Na América Latina, o cenário também tem avançado. O Uruguai foi o primeiro país sul-americano a aprovar uma lei que permite o cultivo de cannabis para autoconsumo recreativo, em 2013, entendimento que foi seguido no Chile, na Colômbia e no Peru. Em mesmo sentido, neste ano de 2022, a Argentina tomou uma importante decisão sobre o assunto e decidiu regularizar a cannabis medicinal e o cânhamo industrial no país[1] - a nova legislação estabelece a criação de uma agência reguladora, que é responsável por regulamentar, controlar e emitir as autorizações administrativas com respeito ao uso da cannabis, de sementes da planta e de seus produtos derivados.
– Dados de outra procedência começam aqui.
use log::warn;

use crate::observation::Observation;
use crate::token::Token;

/// Stage A: split detections into word-level tokens with pixel-space boxes.
///
/// Words are located in the detection text left to right with a cursor, so
/// repeated words map to distinct ranges. Behavior on degraded input:
/// - a detection whose text splits into zero words still emits exactly one
///   token with empty text and the full detection box, preserving layout
///   density for non-text noise detections;
/// - an engine without per-range geometry yields one token per detection
///   (whitespace-normalized full text, full box);
/// - a single word the engine cannot box is dropped; the rest of the
///   detection survives.
pub fn extract_tokens<O: Observation>(
    observations: &[O],
    image_width: f32,
    image_height: f32,
) -> Vec<Token> {
    let mut tokens = Vec::new();

    for obs in observations {
        let text = obs.text();
        let words: Vec<&str> = text.split_whitespace().collect();

        if words.is_empty() {
            tokens.push(Token::new(
                String::new(),
                obs.bounding_box().to_pixels(image_width, image_height),
            ));
            continue;
        }

        if !obs.has_range_geometry() {
            tokens.push(Token::new(
                words.join(" "),
                obs.bounding_box().to_pixels(image_width, image_height),
            ));
            continue;
        }

        let mut cursor = 0usize;
        for word in words {
            let Some(offset) = text[cursor..].find(word) else {
                // unreachable for words produced by split_whitespace
                continue;
            };
            let start = cursor + offset;
            let end = start + word.len();

            match obs.range_box(start..end) {
                Some(bbox) => {
                    tokens.push(Token::new(word, bbox.to_pixels(image_width, image_height)));
                }
                None => {
                    warn!("no geometry for {word:?} at {start}..{end}, dropping word");
                }
            }
            cursor = end;
        }
    }

    tokens
}

#[cfg(test)]
mod tests {
    use super::*;
    use crate::observation::SimpleObservation;
    use approx::assert_abs_diff_eq;
    use label_scan_core::NormalizedRect;

    #[test]
    fn tokens_scale_into_pixel_space() {
        let obs = SimpleObservation::new("Energi", NormalizedRect::new(0.0, 0.0, 1.0, 1.0))
            .with_range_box(0, 6, NormalizedRect::new(0.25, 0.5, 0.5, 0.1));
        let tokens = extract_tokens(&[obs], 400.0, 200.0);
        assert_eq!(tokens.len(), 1);
        assert_eq!(tokens[0].text, "Energi");
        assert_abs_diff_eq!(tokens[0].rect.x, 100.0);
        assert_abs_diff_eq!(tokens[0].rect.y, 100.0);
        assert_abs_diff_eq!(tokens[0].rect.width, 200.0);
        assert_abs_diff_eq!(tokens[0].rect.height, 20.0);
    }

    #[test]
    fn whitespace_only_detection_emits_one_empty_token() {
        let bbox = NormalizedRect::new(0.1, 0.2, 0.3, 0.05);
        let obs = SimpleObservation::new("   ", bbox);
        let tokens = extract_tokens(&[obs], 1000.0, 1000.0);
        assert_eq!(tokens.len(), 1);
        assert_eq!(tokens[0].text, "");
        assert_eq!(tokens[0].rect, bbox.to_pixels(1000.0, 1000.0));
    }

    #[test]
    fn word_without_geometry_is_dropped_not_fatal() {
        let obs =
            SimpleObservation::new("Energi 100kcal", NormalizedRect::new(0.0, 0.8, 0.6, 0.05))
                .with_range_box(0, 6, NormalizedRect::new(0.0, 0.8, 0.25, 0.05));
        let tokens = extract_tokens(&[obs], 800.0, 600.0);
        assert_eq!(tokens.len(), 1);
        assert_eq!(tokens[0].text, "Energi");
    }

    #[test]
    fn engine_without_range_geometry_degrades_to_detection_tokens() {
        let bbox = NormalizedRect::new(0.1, 0.5, 0.8, 0.06);
        let obs = SimpleObservation::new("Karbohidrat  total 10g", bbox);
        let tokens = extract_tokens(&[obs], 500.0, 500.0);
        assert_eq!(tokens.len(), 1);
        assert_eq!(tokens[0].text, "Karbohidrat total 10g");
        assert_eq!(tokens[0].rect, bbox.to_pixels(500.0, 500.0));
    }

    #[test]
    fn repeated_words_map_to_distinct_ranges() {
        let obs = SimpleObservation::new("5g 5g", NormalizedRect::new(0.0, 0.5, 0.4, 0.05))
            .with_range_box(0, 2, NormalizedRect::new(0.0, 0.5, 0.15, 0.05))
            .with_range_box(3, 5, NormalizedRect::new(0.2, 0.5, 0.15, 0.05));
        let tokens = extract_tokens(&[obs], 100.0, 100.0);
        assert_eq!(tokens.len(), 2);
        assert!(tokens[0].min_x() < tokens[1].min_x());
    }
}
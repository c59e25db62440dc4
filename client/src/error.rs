//! Error types for the Hookboard client.
//!
//! This module defines the error types used throughout the client crate,
//! providing structured error handling with clear, human-readable messages.

use thiserror::Error;

use crate::config::ConfigError;
use crate::session::SessionError;

/// Errors returned by a single backend request.
///
/// Every API operation either resolves with the decoded body or fails with one
/// of these variants. Non-2xx responses carry the HTTP status and the message
/// the backend supplied.
#[derive(Error, Debug)]
pub enum RequestError {
    /// Network or transport failure (connect, timeout, TLS, body read).
    #[error("HTTP error: {0}")]
    Transport(#[from] reqwest::Error),

    /// The backend rejected the credential (401).
    #[error("unauthorized: {message}")]
    Unauthorized { message: String },

    /// The backend returned any other non-success status.
    #[error("server error: {status} - {message}")]
    Status { status: u16, message: String },

    /// The response body could not be decoded.
    #[error("JSON error: {0}")]
    Decode(#[from] serde_json::Error),

    /// A header value (e.g., the event type tag) contains invalid characters.
    #[error("invalid header value: {0}")]
    InvalidHeader(#[from] reqwest::header::InvalidHeaderValue),
}

impl RequestError {
    /// HTTP status carried by this error, if the backend responded at all.
    #[must_use]
    pub fn status(&self) -> Option<u16> {
        match self {
            Self::Unauthorized { .. } => Some(401),
            Self::Status { status, .. } => Some(*status),
            Self::Transport(e) => e.status().map(|s| s.as_u16()),
            Self::Decode(_) | Self::InvalidHeader(_) => None,
        }
    }

    /// Returns true if the backend answered with an authorization failure.
    #[must_use]
    pub fn is_unauthorized(&self) -> bool {
        matches!(self, Self::Unauthorized { .. })
    }
}

/// Errors raised by the auth context.
#[derive(Error, Debug)]
pub enum AuthError {
    /// The backend call failed.
    #[error(transparent)]
    Request(#[from] RequestError),

    /// The returned token could not be persisted.
    #[error(transparent)]
    Session(#[from] SessionError),

    /// An operation that needs a signed-in user was called without one.
    #[error("not authenticated")]
    NotAuthenticated,
}

/// Top-level error for client setup and operations.
#[derive(Error, Debug)]
pub enum ClientError {
    /// Configuration-related error.
    #[error("configuration error: {0}")]
    Config(#[from] ConfigError),

    /// Session storage error.
    #[error("session error: {0}")]
    Session(#[from] SessionError),

    /// Backend request error.
    #[error("request error: {0}")]
    Request(#[from] RequestError),

    /// Authentication error.
    #[error("auth error: {0}")]
    Auth(#[from] AuthError),
}

/// A specialized `Result` type for client operations.
pub type Result<T> = std::result::Result<T, ClientError>;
Apesar da nítida tendência global e alta demanda nacional, é possível notar grande resistência do legislativo brasileiro quanto à matéria, o que tem dificultado o acesso à substância daqueles que realmente necessitam de tratamento alternativo, além de sobrecarregar o Poder Judiciário com as demandas familiares que buscam por autorização para autocultivo ou acesso à tratamento via Sistema Único de Saúde (SUS). De acordo com a Agência Nacional de Vigilância Sanitária (ANVISA), foram concedidas mais de 30.000 (trinta mil) novas autorizações para importação de produtos à base de cannabis, somente no ano de 2021, dados que foram compilados pela BRCANN, Associação Brasileira da Indústria de Canabinóides[2].

Além disso, a carência legislativa dá ensejo a regulamentações advindas da ANVISA e do próprio Conselho Federal de Medicina (CFM) que, muitas vezes, estão em descompasso, o que gera uma insegurança jurídica ainda maior.

Vale destacar um grande marco trazido pela ANVISA quando da edição da Resolução da Diretoria Colegiada (RDC) n.º 327, em 09 de dezembro de 2019, momento em que a agência reguladora definiu condições e procedimentos para a concessão de Autorização Sanitária para fabricação e importação, bem como estabeleceu requisitos para comercialização, prescrição, monitoramento e fiscalização de produtos derivados de cannabis para fins medicinais.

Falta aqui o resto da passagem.